The land outside these homes, a land the characters each have a complicated relationship with, and which complicates their relationships with each other, is evoked through sound, light and shadow by Sound Designer Brian Jerome Petersen and Lighting Designer Xavier Pierce.

In a story where the spaces around things and people is so important to the narrative, their designs handshake both eloquently and unobtrusively, mostly by suggestion. When it rains on stage, it’s easy to imagine the smell of wet soil under old boots, which is a credit to their work.

The cast of characters is not a large one, though the show doesn’t suffer any dearth of personality as a result. Two generations of Reilly men, Tony and his son Anthony live next door, as the play opens, to the Muldoons, Rosemary and her mother Aoife. Aoife’s husband, an old friend of Tony’s has just passed, and Tony is hopeful of convincing Aoife of a business offer he’d never convinced her husband of when he was alive.

Outside Mullingar 02As a result of his efforts, old grudges and long-held secrets begin to drip out, though only slowly, as each character is model of ornery stubbornness and less-than-tender sensitivities. The dialogue is not only sharply funny, if often heartbreaking, but under the ministrations of Dialect Coach David Morden, achieves that rarest of accolades in productions requiring dialects: It’s consistent. The musicality that compelled Shanley to scribe the play in the first place resounds from the stage like a score by turns brassy and enchanting.

Aoife and Tony are embodied by Robynn Rodriguez and John Hutton, respectively. Neither is burdened with an overabundance of stage time, but neither fails to make a meal of the time given their characters. Hutton is particularly effective, especially in the first scenes of the play.
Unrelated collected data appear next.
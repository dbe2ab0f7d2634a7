use axum::{
    Router,
    extract::DefaultBodyLimit,
    middleware,
    routing::{delete, get, post},
};
use tower_http::{
    cors::{Any, CorsLayer},
    limit::RequestBodyLimitLayer,
    services::ServeDir,
    trace::TraceLayer,
};

use crate::{
    handlers::{delete_file, download_headers, health_check, upload_file, upload_form},
    state::AppState,
};

/// Build the upload router.
///
/// Stored files are served from the public directory, so with the default
/// layout `/files/a.png` maps to `public/files/a.png`.
pub fn router(state: AppState) -> Router {
    let config = state.uploader.config();
    let public = Router::<()>::new()
        .fallback_service(ServeDir::new(&config.public_dir))
        .layer(middleware::from_fn_with_state(state.clone(), download_headers));
    let file_route = format!("{}/{{name}}", config.upload_url.trim_end_matches('/'));
    let body_limit = usize::try_from(config.max_post_size).unwrap_or(usize::MAX);

    let cors = CorsLayer::new()
        .allow_origin(Any)
        .allow_methods(Any)
        .allow_headers(Any);

    Router::new()
        .route("/", get(upload_form))
        .route("/health", get(health_check))
        .route("/upload", post(upload_file))
        .route(&file_route, delete(delete_file).fallback_service(public.clone()))
        .fallback_service(public)
        .layer(DefaultBodyLimit::disable())
        .layer(RequestBodyLimitLayer::new(body_limit))
        .layer(cors)
        .layer(TraceLayer::new_for_http())
        .with_state(state)
}
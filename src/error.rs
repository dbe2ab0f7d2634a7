use axum::{Json, extract::multipart::MultipartError, http::StatusCode, response::IntoResponse};
use serde_json::json;
use thiserror::Error;

use crate::imaging::ImagingError;

/// Reasons a file is rejected before it is moved.
#[derive(Debug, Clone, Copy, PartialEq, Eq, Error)]
pub enum ValidationError {
    #[error("File is too small")]
    TooSmall,

    #[error("File is too big")]
    TooBig,

    #[error("Filetype not allowed")]
    TypeNotAllowed,
}

/// Per-file upload failure. Recorded in the file's result, never fatal for
/// sibling files.
#[derive(Debug, Error)]
pub enum UploadError {
    #[error("Not files found!")]
    NoFiles,

    #[error(transparent)]
    Validation(#[from] ValidationError),

    #[error("Sorry, could not open readstream.")]
    ReadStream(#[source] std::io::Error),

    #[error("Sorry, could not open writestream.")]
    WriteStream(#[source] std::io::Error),

    #[error("Sorry, upload was interrupted: {0}")]
    Interrupted(String),

    #[error("Sorry, could not move file.")]
    Move(#[source] std::io::Error),

    #[error("Sorry, could not process image.")]
    Imaging(#[from] ImagingError),
}

/// Application-level error type.
#[derive(Debug, Error)]
pub enum AppError {
    #[error("Bad request: {0}")]
    BadRequest(String),

    #[error("Not found: {0}")]
    NotFound(String),

    #[error("Internal server error: {0}")]
    InternalServerError(String),

    #[error("Payload too large: {0}")]
    PayloadTooLarge(String),

    #[error("Multipart error: {0}")]
    MultipartError(#[from] MultipartError),
}


/// Convert `AppError` into an HTTP response.
impl IntoResponse for AppError {
    fn into_response(self) -> axum::response::Response {
        // Map application errors to HTTP status codes and messages
        let (status, error_message) = match self {
            AppError::BadRequest(msg) => (StatusCode::BAD_REQUEST, msg),
            AppError::NotFound(msg) => (StatusCode::NOT_FOUND, msg),
            AppError::InternalServerError(msg) => {
                tracing::error!("Internal error: {}", msg);
                (StatusCode::INTERNAL_SERVER_ERROR, msg)
            }
            AppError::PayloadTooLarge(msg) => (StatusCode::PAYLOAD_TOO_LARGE, msg),
            AppError::MultipartError(err) => (err.status(), err.body_text()),
        };

        // Return standardized JSON error response
        let body = Json(json!({"error": error_message}));
        (status, body).into_response()
    }
}
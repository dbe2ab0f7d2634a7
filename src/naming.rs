//! Collision-safe destination names.
//!
//! `photo.png` becomes `photo_1.png`, then `photo_2.png`, and so on, until no
//! file in the destination directory matches case-insensitively.
//!
//! Resolution reads the directory and then the mover creates the file, with
//! nothing reserving the name in between. Two concurrent uploads of the same
//! name can therefore resolve to the same target.

use std::{collections::HashSet, path::Path};

use once_cell::sync::Lazy;
use regex::Regex;
use tokio::fs;
use tracing::{debug, warn};

use crate::utils::strip_to_basename;

static NAME_COUNT: Lazy<Regex> =
    Lazy::new(|| Regex::new(r"^(.*?)(?:_(\d+))?(\.[^.]*)?$").expect("static pattern"));

/// `name.ext` → `name_1.ext`, `name_1.ext` → `name_2.ext`.
pub fn increment_name(name: &str) -> String {
    let Some(caps) = NAME_COUNT.captures(name) else {
        return format!("{}_1", name);
    };
    let stem = caps.get(1).map_or("", |m| m.as_str());
    let ext = caps.get(3).map_or("", |m| m.as_str());
    let next = caps
        .get(2)
        .and_then(|m| m.as_str().parse::<u64>().ok())
        .map_or(1, |n| n + 1);
    format!("{}_{}{}", stem, next, ext)
}

/// Resolve `desired` against the names already present.
///
/// Returns `None` when nothing usable remains after stripping directory
/// components and leading dots.
pub fn resolve_unique_name<'a, I>(existing: I, desired: &str) -> Option<String>
where
    I: IntoIterator<Item = &'a str>,
{
    let mut name = strip_to_basename(desired).to_string();
    if name.is_empty() {
        return None;
    }

    let taken: HashSet<String> = existing.into_iter().map(str::to_lowercase).collect();
    while taken.contains(&name.to_lowercase()) {
        name = increment_name(&name);
    }
    Some(name)
}

/// List `dir` and resolve a safe name for `desired` in it.
///
/// An unreadable directory counts as empty.
pub async fn safe_name(dir: &Path, desired: &str) -> Option<String> {
    let mut existing = Vec::new();

    match fs::read_dir(dir).await {
        Ok(mut entries) => loop {
            match entries.next_entry().await {
                Ok(Some(entry)) => existing.push(entry.file_name().to_string_lossy().into_owned()),
                Ok(None) => break,
                Err(e) => {
                    warn!(dir = %dir.display(), error = %e, "Failed to read directory entry");
                    break;
                }
            }
        },
        Err(e) => warn!(dir = %dir.display(), error = %e, "Failed to list destination directory"),
    }

    let name = resolve_unique_name(existing.iter().map(String::as_str), desired);
    debug!(desired, resolved = ?name, "Make safe name");
    name
}
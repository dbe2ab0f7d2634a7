use tracing::info;
use tracing_subscriber::EnvFilter;

use fileuploader::{
    config::ServerConfig,
    directory::ensure_dir,
    routes::router,
    state::AppState,
    uploader::Uploader,
};

#[tokio::main]
async fn main() -> Result<(), anyhow::Error> {
    let config = ServerConfig::from_env()?;

    // RUST_LOG wins; otherwise the upload `debug` option turns on the per-file report
    let default_filter = if config.upload.debug {
        "fileuploader=debug,tower_http=debug"
    } else {
        "info"
    };
    tracing_subscriber::fmt()
        .with_env_filter(
            EnvFilter::try_from_default_env().unwrap_or_else(|_| EnvFilter::new(default_filter)),
        )
        .init();

    ensure_dir(config.upload.tmp_path()).await;
    ensure_dir(config.upload.upload_path()).await;

    let app_state = AppState {
        uploader: Uploader::new(config.upload),
    };
    let app = router(app_state);

    info!("Server listening on {}", config.bind_addr);

    let listener = tokio::net::TcpListener::bind(config.bind_addr).await?;
    axum::serve(listener, app).await?;

    Ok(())
}
//! Image transforms used while moving files and generating thumbnails.
//!
//! The uploader only talks to the [`ImageTool`] trait. The production
//! implementation is [`RustImageTool`], backed by the `image` crate; tests
//! swap in a recording fake.

mod rust_backend;

use std::path::Path;

use async_trait::async_trait;
use bytes::Bytes;
use image::ImageFormat;
use thiserror::Error;

use crate::config::{CropRect, ThumbSize};

pub use rust_backend::RustImageTool;

/// Quality used for every generated thumbnail.
pub const THUMBNAIL_QUALITY: u8 = 100;

#[derive(Debug, Error)]
pub enum ImagingError {
    #[error("IO error: {0}")]
    Io(#[from] std::io::Error),

    #[error("Image error: {0}")]
    Image(#[from] image::ImageError),

    #[error("Unsupported image format: {0}")]
    UnsupportedFormat(String),

    #[error("Image task failed: {0}")]
    Task(#[from] tokio::task::JoinError),
}

/// One step of the transform applied to an image before it is stored.
#[derive(Debug, Clone, Copy, PartialEq, Eq)]
pub enum Transform {
    Crop(CropRect),
    /// `Box` sizes fit inside the box keeping aspect ratio, `Width` sizes
    /// scale to the width.
    Resize(ThumbSize),
}

#[async_trait]
pub trait ImageTool: Send + Sync {
    /// Decode `data`, apply `ops` in order and re-encode in the same format.
    async fn transform(
        &self,
        data: Bytes,
        format: ImageFormat,
        ops: &[Transform],
        quality: u8,
    ) -> Result<Bytes, ImagingError>;

    /// Write a thumbnail of `source` to `target`.
    async fn thumbnail(
        &self,
        source: &Path,
        target: &Path,
        size: ThumbSize,
    ) -> Result<(), ImagingError>;
}

/// Guess the image format from a file name's extension.
pub fn format_for_name(name: &str) -> Result<ImageFormat, ImagingError> {
    ImageFormat::from_path(name).map_err(|_| ImagingError::UnsupportedFormat(name.to_string()))
}
use std::path::Path;

use uuid::Uuid;

/// Extracts the file extension from a filename and converts it to lowercase.
pub fn get_file_extension(filename: &str) -> Option<String> {
    Path::new(filename) // treats string as filesystem path.
        .extension()
        .and_then(|ext| ext.to_str())
        .map(|ext| ext.to_lowercase())
}

/// Generates a temp file name: a random id plus the lowercased extension of
/// `original_name` (`3f2a...c1.png`).
pub fn temp_file_name(original_name: &str) -> String {
    match get_file_extension(original_name) {
        Some(ext) => format!("{}.{}", Uuid::new_v4(), ext),
        None => Uuid::new_v4().to_string(),
    }
}

/// Last path component of `name` with any leading dots removed.
///
/// Handles both `/` and `\` since client-supplied names come from any OS.
pub fn strip_to_basename(name: &str) -> &str {
    let base = name.rsplit(['/', '\\']).next().unwrap_or(name);
    base.trim_start_matches('.')
}

/// Falls back to a generic content type when the client sent none.
pub fn content_type_or_default(content_type: Option<&str>) -> String {
    content_type
        .filter(|ct| !ct.is_empty())
        .unwrap_or("application/octet-stream")
        .to_string()
}
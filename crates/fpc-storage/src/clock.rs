//! Wall-clock source.
//!
//! Expiry math, health time marks and backlog timestamps read the time through
//! [`Clock`] so tests can pin it.

use std::sync::atomic::{AtomicU64, Ordering};
use std::time::{SystemTime, UNIX_EPOCH};

/// Source of unix time in seconds.
pub trait Clock: Send + Sync {
    /// Current unix time in seconds.
    fn now(&self) -> u64;
}

/// The system clock.
#[derive(Debug, Default, Clone, Copy)]
pub struct SystemClock;

impl Clock for SystemClock {
    fn now(&self) -> u64 {
        SystemTime::now()
            .duration_since(UNIX_EPOCH)
            .map_or(0, |d| d.as_secs())
    }
}

/// A clock that only moves when told to.
#[derive(Debug, Default)]
pub struct ManualClock {
    now: AtomicU64,
}

impl ManualClock {
    /// Create a clock stopped at `now`.
    #[must_use]
    pub fn new(now: u64) -> Self {
        Self {
            now: AtomicU64::new(now),
        }
    }

    /// Jump to `now`.
    pub fn set(&self, now: u64) {
        self.now.store(now, Ordering::SeqCst);
    }

    /// Move forward by `secs`.
    pub fn advance(&self, secs: u64) {
        self.now.fetch_add(secs, Ordering::SeqCst);
    }
}

impl Clock for ManualClock {
    fn now(&self) -> u64 {
        self.now.load(Ordering::SeqCst)
    }
}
He’s funny and frustrating, dropping sharp lines impossible not to laugh at, then lobbing casual cruelty at his son and neighbors. Tony walks an impossibly fine line, being somehow mean without coming off as malicious or unlikeable, and Hutton is clearly having a ball with him.
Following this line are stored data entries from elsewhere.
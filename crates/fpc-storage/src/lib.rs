//! Storage abstraction for the full-page cache client.
//!
//! Every component above this crate talks to the cache directory through the
//! [`Storage`] trait. Two capabilities are exposed:
//!
//! - whole-file operations (`read`, `write`, `rename`, `delete`, directory
//!   enumeration, `mtime`/`touch`) used by page cache entries and purges
//! - sequential [`FileHandle`]s with advisory locking, used by the backlog
//!   queue and the page-cache write lock
//!
//! Paths are always relative to the backend root and may not contain `..`.
//!
//! # Example
//!
//! ```ignore
//! use std::path::{Path, PathBuf};
//! use fpc_storage::{FsStorage, Storage, StorageExt};
//!
//! let storage = FsStorage::new(PathBuf::from("/var/cache/fpc"));
//! let document = storage.read_document(Path::new("pagecache/desktop/abc/ssl-.html"))?;
//! println!("{:?}", document.headers.get("x-cache-ctime"));
//! ```

mod clock;
mod document;
mod ext;
mod fs;
mod handle;
mod storage;

pub use clock::{Clock, ManualClock, SystemClock};
pub use document::{CacheDocument, HeaderBlock};
pub use ext::StorageExt;
pub use fs::FsStorage;
pub use handle::{FileHandle, HandleLock, LockKind, OpenMode};
pub use storage::{Storage, StorageError, StorageErrorKind, validate_path};
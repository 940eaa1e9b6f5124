//! `fpc purge` and `fpc invalidate` command implementations.

use clap::Args;
use fpc_core::{PurgeMode, PurgeReport, PurgeRequest};

use crate::context::{Context, GlobalArgs};
use crate::error::CliError;
use crate::output::Output;

/// What to purge, shared by both commands.
#[derive(Args, Debug, Default)]
pub(crate) struct TargetArgs {
    /// Page URLs.
    urls: Vec<String>,

    /// Purge every URL the service associates with this tag.
    #[arg(short, long)]
    tag: Option<String>,

    /// Target the whole site. Required when no URL or tag is given.
    #[arg(long, conflicts_with_all = ["urls", "tag"])]
    all: bool,

    /// Reason recorded in the service's purge history.
    #[arg(short, long)]
    reason: Option<String>,
}

impl TargetArgs {
    fn request(self, mode: PurgeMode) -> Result<PurgeRequest, CliError> {
        if self.urls.is_empty() && self.tag.is_none() && !self.all {
            return Err(CliError::Validation(
                "nothing to purge: pass URLs, --tag or --all".to_owned(),
            ));
        }
        Ok(PurgeRequest {
            urls: self.urls,
            tag: self.tag,
            mode,
            reason: self.reason,
        })
    }
}

/// Arguments for the purge command.
#[derive(Args)]
pub(crate) struct PurgeArgs {
    #[command(flatten)]
    target: TargetArgs,

    /// Keep the service's optimized assets.
    #[arg(long)]
    pagecache_only: bool,

    /// Leave the renamed cache directory of a site purge in place.
    #[arg(long)]
    light: bool,
}

impl PurgeArgs {
    fn mode(&self) -> PurgeMode {
        let mut mode = PurgeMode::COMPLETE;
        if self.pagecache_only {
            mode |= PurgeMode::PAGECACHE_ONLY;
        }
        if self.light {
            mode |= PurgeMode::LIGHT_PURGE;
        }
        mode
    }

    pub(crate) fn execute(self, global: &GlobalArgs) -> Result<(), CliError> {
        let output = Output::new();
        let mode = self.mode();
        let request = self.target.request(mode)?;
        run(&output, global, &request, "Purged")
    }
}

/// Arguments for the invalidate command.
#[derive(Args)]
pub(crate) struct InvalidateArgs {
    #[command(flatten)]
    target: TargetArgs,
}

impl InvalidateArgs {
    pub(crate) fn execute(self, global: &GlobalArgs) -> Result<(), CliError> {
        let output = Output::new();
        let request = self
            .target
            .request(PurgeMode::INVALIDATE | PurgeMode::PAGECACHE_ONLY)?;
        run(&output, global, &request, "Invalidated")
    }
}

fn run(output: &Output, global: &GlobalArgs, request: &PurgeRequest, verb: &str) -> Result<(), CliError> {
    let context = Context::load(global)?;
    let site = context.site_cache()?;
    let report = site.purge(request)?;
    print_report(output, request, &report, verb);
    Ok(())
}

fn describe(request: &PurgeRequest) -> String {
    match (&request.tag, request.urls.len()) {
        (Some(tag), 0) => format!("tag {tag}"),
        (Some(tag), n) => format!("{n} URL(s) and tag {tag}"),
        (None, 0) => "the whole site".to_owned(),
        (None, 1) => request.urls[0].clone(),
        (None, n) => format!("{n} URLs"),
    }
}

fn print_report(output: &Output, request: &PurgeRequest, report: &PurgeReport, verb: &str) {
    output.success(&format!("{verb} {}", describe(request)));
    if request.tag.is_some() {
        output.info(&format!("Tagged URLs: {}", report.tag_urls));
    }
    if !report.local {
        output.warning("Some local cache directories could not be removed");
    }
    if !report.remote {
        output.warning("The cache service is unavailable; the remote purge was queued");
    }
    if let Some(stale_dir) = &report.stale_dir {
        output.highlight(&format!("Stale cache left at {}", stale_dir.display()));
    }
}
//! Storage trait and error types.
//!
//! Provides the [`Storage`] trait that page cache entries, the backlog and the
//! purge orchestrator use for every file and directory operation, along with
//! [`StorageError`] for unified error handling across backends.
//!
//! # Path Convention
//!
//! All paths are relative to the backend root:
//! - `"pagecache/desktop"` - device directory
//! - `"pagecache/desktop/<hash>_i"` - invalidated family of one URL
//! - `"backlog.queue"` - backlog file
//!
//! Backends map these to their own layout (directories on disk, hash keys in a
//! key-value store).

use std::path::{Component, Path, PathBuf};

use crate::handle::{FileHandle, OpenMode};

/// Semantic error categories.
#[derive(Debug, PartialEq, Eq)]
#[non_exhaustive]
pub enum StorageErrorKind {
    /// Resource does not exist.
    NotFound,
    /// Permission denied.
    PermissionDenied,
    /// Resource already exists (for create operations).
    AlreadyExists,
    /// Invalid path or identifier.
    InvalidPath,
    /// Lock could not be acquired in time.
    LockTimeout,
    /// Backend is temporarily unavailable.
    Unavailable,
    /// Operation timed out.
    Timeout,
    /// Other/unknown error category.
    Other,
}

/// Storage error with semantic kind and backend-specific source.
#[derive(Debug)]
pub struct StorageError {
    /// Semantic error category.
    pub kind: StorageErrorKind,
    /// Path context (if applicable).
    pub path: Option<PathBuf>,
    /// Backend identifier (e.g., "Fs", "Kv").
    pub backend: Option<&'static str>,
    source: Option<Box<dyn std::error::Error + Send + Sync>>,
}

impl StorageError {
    /// Create a new storage error.
    #[must_use]
    pub fn new(kind: StorageErrorKind) -> Self {
        Self {
            kind,
            path: None,
            backend: None,
            source: None,
        }
    }

    /// Attach path context.
    #[must_use]
    pub fn with_path(mut self, path: impl Into<PathBuf>) -> Self {
        self.path = Some(path.into());
        self
    }

    /// Attach backend identifier.
    #[must_use]
    pub fn with_backend(mut self, backend: &'static str) -> Self {
        self.backend = Some(backend);
        self
    }

    /// Attach the underlying error source.
    #[must_use]
    pub fn with_source(mut self, source: impl std::error::Error + Send + Sync + 'static) -> Self {
        self.source = Some(Box::new(source));
        self
    }

    /// Create a not found error with path.
    #[must_use]
    pub fn not_found(path: impl Into<PathBuf>) -> Self {
        Self::new(StorageErrorKind::NotFound).with_path(path)
    }

    /// Whether this error means the resource is missing.
    #[must_use]
    pub fn is_not_found(&self) -> bool {
        self.kind == StorageErrorKind::NotFound
    }

    /// Create a storage error from an I/O error.
    #[must_use]
    pub fn io(err: std::io::Error, path: Option<PathBuf>) -> Self {
        let kind = match err.kind() {
            std::io::ErrorKind::NotFound => StorageErrorKind::NotFound,
            std::io::ErrorKind::PermissionDenied => StorageErrorKind::PermissionDenied,
            std::io::ErrorKind::AlreadyExists => StorageErrorKind::AlreadyExists,
            std::io::ErrorKind::TimedOut => StorageErrorKind::Timeout,
            _ => StorageErrorKind::Other,
        };
        let mut error = Self::new(kind).with_source(err);
        if let Some(p) = path {
            error = error.with_path(p);
        }
        error
    }
}

impl std::fmt::Display for StorageError {
    fn fmt(&self, f: &mut std::fmt::Formatter<'_>) -> std::fmt::Result {
        // Format: "[Backend] Kind: message (path: /foo/bar)"
        if let Some(backend) = self.backend {
            write!(f, "[{backend}] ")?;
        }

        let kind_str = match self.kind {
            StorageErrorKind::NotFound => "Not found",
            StorageErrorKind::PermissionDenied => "Permission denied",
            StorageErrorKind::AlreadyExists => "Already exists",
            StorageErrorKind::InvalidPath => "Invalid path",
            StorageErrorKind::LockTimeout => "Lock timeout",
            StorageErrorKind::Unavailable => "Unavailable",
            StorageErrorKind::Timeout => "Timeout",
            StorageErrorKind::Other => "Error",
        };

        write!(f, "{kind_str}")?;

        if let Some(source) = &self.source {
            write!(f, ": {source}")?;
        }

        if let Some(path) = &self.path {
            write!(f, " (path: {})", path.display())?;
        }

        Ok(())
    }
}

impl std::error::Error for StorageError {
    fn source(&self) -> Option<&(dyn std::error::Error + 'static)> {
        self.source
            .as_ref()
            .map(|e| e.as_ref() as &(dyn std::error::Error + 'static))
    }
}

/// Reject absolute paths and parent-directory traversal.
///
/// Backends call this before touching anything so that a crafted URL hash or
/// config value can never escape the cache root.
pub fn validate_path(path: &Path, backend: &'static str) -> Result<(), StorageError> {
    let valid = path
        .components()
        .all(|c| matches!(c, Component::Normal(_) | Component::CurDir));
    if valid {
        Ok(())
    } else {
        Err(StorageError::new(StorageErrorKind::InvalidPath)
            .with_path(path)
            .with_backend(backend))
    }
}

/// File and directory operations shared by all cache backends.
///
/// Implementations must be thread-safe (`Send + Sync`). Several request
/// handlers, possibly in different processes, use the same root at once, so
/// anything that needs mutual exclusion goes through [`FileHandle::lock`].
pub trait Storage: Send + Sync {
    /// Check if a file or directory exists.
    fn exists(&self, path: &Path) -> bool;

    /// Check if a path is a directory.
    fn is_dir(&self, path: &Path) -> bool;

    /// Read the whole file.
    ///
    /// Returns `StorageErrorKind::NotFound` if the file doesn't exist.
    fn read(&self, path: &Path) -> Result<Vec<u8>, StorageError>;

    /// Replace the whole file, creating parent directories as needed.
    fn write(&self, path: &Path, data: &[u8]) -> Result<(), StorageError>;

    /// Move a file or directory, replacing an existing destination file.
    fn rename(&self, from: &Path, to: &Path) -> Result<(), StorageError>;

    /// Delete a file. Deleting a missing file succeeds.
    fn delete(&self, path: &Path) -> Result<(), StorageError>;

    /// Create a directory and its parents.
    fn create_dir(&self, path: &Path) -> Result<(), StorageError>;

    /// Delete a directory and everything under it. A missing directory is
    /// not an error.
    fn delete_dir(&self, path: &Path) -> Result<(), StorageError>;

    /// Whether a directory has no entries.
    fn is_empty_dir(&self, path: &Path) -> Result<bool, StorageError>;

    /// Call `f` with the path (relative to the root) of every direct child of
    /// `dir`, files and directories alike.
    ///
    /// The listing is taken before the first callback, so `f` may rename or
    /// delete the entries it receives.
    fn for_each_entry(
        &self,
        dir: &Path,
        f: &mut dyn FnMut(&Path) -> Result<(), StorageError>,
    ) -> Result<(), StorageError>;

    /// Modification time as unix seconds.
    fn mtime(&self, path: &Path) -> Result<u64, StorageError>;

    /// Set the modification time of an existing file or directory, creating
    /// an empty file if nothing exists at `path`. `None` means now.
    fn touch(&self, path: &Path, time: Option<u64>) -> Result<(), StorageError>;

    /// Open a sequential handle.
    fn open(&self, path: &Path, mode: OpenMode) -> Result<Box<dyn FileHandle>, StorageError>;
}

#[cfg(test)]
mod tests {
    use super::*;

    #[test]
    fn test_storage_error_display() {
        let err = StorageError::new(StorageErrorKind::NotFound)
            .with_path("pagecache/desktop/a.html")
            .with_backend("Fs");

        assert_eq!(
            err.to_string(),
            "[Fs] Not found (path: pagecache/desktop/a.html)"
        );
    }

    #[test]
    fn test_storage_error_display_with_source() {
        let io_err = std::io::Error::new(std::io::ErrorKind::PermissionDenied, "access denied");
        let err = StorageError::io(io_err, Some(PathBuf::from("pagecache"))).with_backend("Fs");

        assert_eq!(
            err.to_string(),
            "[Fs] Permission denied: access denied (path: pagecache)"
        );
        assert_eq!(err.kind, StorageErrorKind::PermissionDenied);
    }

    #[test]
    fn test_io_error_kinds() {
        let err = StorageError::io(std::io::Error::new(std::io::ErrorKind::TimedOut, "slow"), None);
        assert_eq!(err.kind, StorageErrorKind::Timeout);

        let err = StorageError::io(std::io::Error::new(std::io::ErrorKind::NotFound, "gone"), None);
        assert!(err.is_not_found());
    }

    #[test]
    fn test_validate_path() {
        assert!(validate_path(Path::new("pagecache/desktop/abc_i"), "Fs").is_ok());
        assert!(validate_path(Path::new("./backlog.queue"), "Fs").is_ok());
        assert!(validate_path(Path::new("../etc/passwd"), "Fs").is_err());
        assert!(validate_path(Path::new("pagecache/../../x"), "Fs").is_err());
        assert!(validate_path(Path::new("/etc/passwd"), "Fs").is_err());
    }
}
The younger pair, and the characters which the script deals with most directly and often are Anthony and Rosemary, played in this staging by Larry Bull and Cassandra Bissell. That there’s a romance simmering between these two is established to the audience in the first minutes of the play, but the authentic walls each of them erects out of pride and spite make the question of if they’ll ever realize that fact themselves a compelling one until the lights come up at the end of the show.

Outside Mullingar 04Bissell is a powerhouse. Sleight of frame, it sometimes seems that her temper and her contempt move her against her will. But even for her touchiness, Rosemary is a character who aches, and her aching is palpable.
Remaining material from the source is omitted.